■ Your task:
Return the records below character for character.

■ Exercise material:

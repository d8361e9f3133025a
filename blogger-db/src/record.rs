use blogger_common::model::{
    ModelValidationError,
    auth::{Authentication, PasswordDigest},
    blog::{Blog, BlogName},
    post::Post,
    user::{User, UserHandle},
};
use sqlx::FromRow;
use time::{Duration, PrimitiveDateTime, UtcDateTime};

#[derive(Clone, Eq, PartialEq, Debug, Default, Hash, FromRow)]
pub(crate) struct UserRecord {
    pub user_snowflake: i64,
    pub handle: String,
    pub password_hash: String,
    pub follows: Vec<String>,
}

#[derive(Clone, Eq, PartialEq, Debug, Default, Hash, FromRow)]
pub(crate) struct BlogRecord {
    pub blog_snowflake: i64,
    pub owner: String,
    pub authors: Vec<String>,
    pub name: String,
}

#[derive(Clone, Eq, PartialEq, Debug, Hash, FromRow)]
pub(crate) struct PostRecord {
    pub post_snowflake: i64,
    pub blog_snowflake: i64,
    pub blog_name: String,
    pub title: String,
    pub author: String,
    pub content: String,
    pub source: String,
    pub image_urls: Vec<String>,
    pub created_at: PrimitiveDateTime,
    pub edited_at: PrimitiveDateTime,
    pub tags: Vec<String>,
    pub views: Option<i64>,
}

#[derive(Clone, Eq, PartialEq, Debug, Hash, FromRow)]
pub(crate) struct AuthenticationRecord {
    pub user_snowflake: i64,
    pub token_hash: Vec<u8>,
    pub created_at: PrimitiveDateTime,
    pub expires_after_seconds: Option<i64>,
}

/// Timestamps are stored as UTC `TIMESTAMP` columns.
pub(crate) fn to_primitive(time: UtcDateTime) -> PrimitiveDateTime {
    PrimitiveDateTime::new(time.date(), time.time())
}

impl TryFrom<UserRecord> for User {
    type Error = ModelValidationError;

    fn try_from(value: UserRecord) -> Result<Self, Self::Error> {
        Ok(Self {
            id: value.user_snowflake.cast_unsigned().into(),
            handle: UserHandle::new(value.handle)?,
            password: PasswordDigest::from_stored(value.password_hash)?,
            follows: value.follows,
        })
    }
}

impl TryFrom<BlogRecord> for Blog {
    type Error = ModelValidationError;

    fn try_from(value: BlogRecord) -> Result<Self, Self::Error> {
        Ok(Self {
            id: value.blog_snowflake.cast_unsigned().into(),
            owner: UserHandle::new(value.owner)?,
            authors: value.authors,
            name: BlogName::new(value.name)?,
        })
    }
}

impl TryFrom<PostRecord> for Post {
    type Error = ModelValidationError;

    fn try_from(value: PostRecord) -> Result<Self, Self::Error> {
        Ok(Self {
            id: value.post_snowflake.cast_unsigned().into(),
            blog: value.blog_snowflake.cast_unsigned().into(),
            blog_name: BlogName::new(value.blog_name)?,
            title: value.title,
            author: UserHandle::new(value.author)?,
            content: value.content,
            source: value.source,
            image_urls: value.image_urls,
            created_at: value.created_at.as_utc(),
            edited_at: value.edited_at.as_utc(),
            tags: value.tags,
            views: value.views,
        })
    }
}

impl TryFrom<AuthenticationRecord> for Authentication {
    type Error = ModelValidationError;

    fn try_from(value: AuthenticationRecord) -> Result<Self, Self::Error> {
        Ok(Self {
            user: value.user_snowflake.cast_unsigned().into(),
            token_hash: value.token_hash.try_into()?,
            created_at: value.created_at.as_utc(),
            expires_after: value
                .expires_after_seconds
                .map(|seconds| Duration::seconds(seconds).try_into())
                .transpose()?,
        })
    }
}

#[cfg(test)]
mod tests {
    use super::{PostRecord, UserRecord, to_primitive};
    use blogger_common::model::{post::Post, user::User};
    use time::macros::utc_datetime;

    #[test]
    fn timestamps_survive_storage() {
        let time = utc_datetime!(2025-05-05 05:05:05.5);
        assert_eq!(to_primitive(time).as_utc(), time);
    }

    #[test]
    fn rows_convert_to_models() {
        let record = UserRecord {
            user_snowflake: 1,
            handle: String::new(),
            password_hash: String::new(),
            follows: Vec::new(),
        };
        assert!(User::try_from(record).is_err());

        let time = to_primitive(utc_datetime!(2025-05-05 05:05));
        let record = PostRecord {
            post_snowflake: -1,
            blog_snowflake: 2,
            blog_name: "engines".to_owned(),
            title: "t".to_owned(),
            author: "ada".to_owned(),
            content: String::new(),
            source: String::new(),
            image_urls: Vec::new(),
            created_at: time,
            edited_at: time,
            tags: Vec::new(),
            views: None,
        };
        let post = Post::try_from(record).unwrap();
        assert_eq!(u64::from(post.id), u64::MAX);
        assert_eq!(post.views, None);
    }
}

■ Task result:
repository d8361e9f3133025a
filename blogger-db/src/record.rs
use blogger_common::model::{
    ModelValidationError,
    auth::{Authentication, PasswordDigest},
    blog::{Blog, BlogName},
    post::Post,
    user::{User, UserHandle},
};
use sqlx::FromRow;
use time::{Duration, PrimitiveDateTime, UtcDateTime};

#[derive(Clone, Eq, PartialEq, Debug, Default, Hash, FromRow)]
pub(crate) struct UserRecord {
    pub user_snowflake: i64,
    pub handle: String,
    pub password_hash: String,
    pub follows: Vec<String>,
}

#[derive(Clone, Eq, PartialEq, Debug, Default, Hash, FromRow)]
pub(crate) struct BlogRecord {
    pub blog_snowflake: i64,
    pub owner: String,
    pub authors: Vec<String>,
    pub name: String,
}

#[derive(Clone, Eq, PartialEq, Debug, Hash, FromRow)]
pub(crate) struct PostRecord {
    pub post_snowflake: i64,
    pub blog_snowflake: i64,
    pub blog_name: String,
    pub title: String,
    pub author: String,
    pub content: String,
    pub source: String,
    pub image_urls: Vec<String>,
    pub created_at: PrimitiveDateTime,
    pub edited_at: PrimitiveDateTime,
    pub tags: Vec<String>,
    pub views: Option<i64>,
}

#[derive(Clone, Eq, PartialEq, Debug, Hash, FromRow)]
pub(crate) struct AuthenticationRecord {
    pub user_snowflake: i64,
    pub token_hash: Vec<u8>,
    pub created_at: PrimitiveDateTime,
    pub expires_after_seconds: Option<i64>,
}

/// Timestamps are stored as UTC `TIMESTAMP` columns.
pub(crate) fn to_primitive(time: UtcDateTime) -> PrimitiveDateTime {
    PrimitiveDateTime::new(time.date(), time.time())
}

impl TryFrom<UserRecord> for User {
    type Error = ModelValidationError;

    fn try_from(value: UserRecord) -> Result<Self, Self::Error> {
        Ok(Self {
            id: value.user_snowflake.cast_unsigned().into(),
            handle: UserHandle::new(value.handle)?,
            password: PasswordDigest::from_stored(value.password_hash)?,
            follows: value.follows,
        })
    }
}

impl TryFrom<BlogRecord> for Blog {
    type Error = ModelValidationError;

    fn try_from(value: BlogRecord) -> Result<Self, Self::Error> {
        Ok(Self {
            id: value.blog_snowflake.cast_unsigned().into(),
            owner: UserHandle::new(value.owner)?,
            authors: value.authors,
            name: BlogName::new(value.name)?,
        })
    }
}

impl TryFrom<PostRecord> for Post {
    type Error = ModelValidationError;

    fn try_from(value: PostRecord) -> Result<Self, Self::Error> {
        Ok(Self {
            id: value.post_snowflake.cast_unsigned().into(),
            blog: value.blog_snowflake.cast_unsigned().into(),
            blog_name: BlogName::new(value.blog_name)?,
            title: value.title,
            author: UserHandle::new(value.author)?,
            content: value.content,
            source: value.source,
            image_urls: value.image_urls,
            created_at: value.created_at.as_utc(),
            edited_at: value.edited_at.as_utc(),
            tags: value.tags,
            views: value.views,
        })
    }
}

impl TryFrom<AuthenticationRecord> for Authentication {
    type Error = ModelValidationError;

    fn try_from(value: AuthenticationRecord) -> Result<Self, Self::Error> {
        Ok(Self {
            user: value.user_snowflake.cast_unsigned().into(),
            token_hash: value.token_hash.try_into()?,
            created_at: value.created_at.as_utc(),
            expires_after: value
                .expires_after_seconds
                .map(|seconds| Duration::seconds(seconds).try_into())
                .transpose()?,
        })
    }
}

#[cfg(test)]
mod tests {
    use super::{PostRecord, UserRecord, to_primitive};
    use blogger_common::model::{post::Post, user::User};
    use time::macros::utc_datetime;

    #[test]
    fn timestamps_survive_storage() {
        let time = utc_datetime!(2025-05-05 05:05:05.5);
        assert_eq!(to_primitive(time).as_utc(), time);
    }

    #[test]
    fn rows_convert_to_models() {
        let record = UserRecord {
            user_snowflake: 1,
            handle: String::new(),
            password_hash: String::new(),
            follows: Vec::new(),
        };
        assert!(User::try_from(record).is_err());

        let time = to_primitive(utc_datetime!(2025-05-05 05:05));
        let record = PostRecord {
            post_snowflake: -1,
            blog_snowflake: 2,
            blog_name: "engines".to_owned(),
            title: "t".to_owned(),
            author: "ada".to_owned(),
            content: String::new(),
            source: String::new(),
            image_urls: Vec::new(),
            created_at: time,
            edited_at: time,
            tags: Vec::new(),
            views: None,
        };
        let post = Post::try_from(record).unwrap();
        assert_eq!(u64::from(post.id), u64::MAX);
        assert_eq!(post.views, None);
    }
}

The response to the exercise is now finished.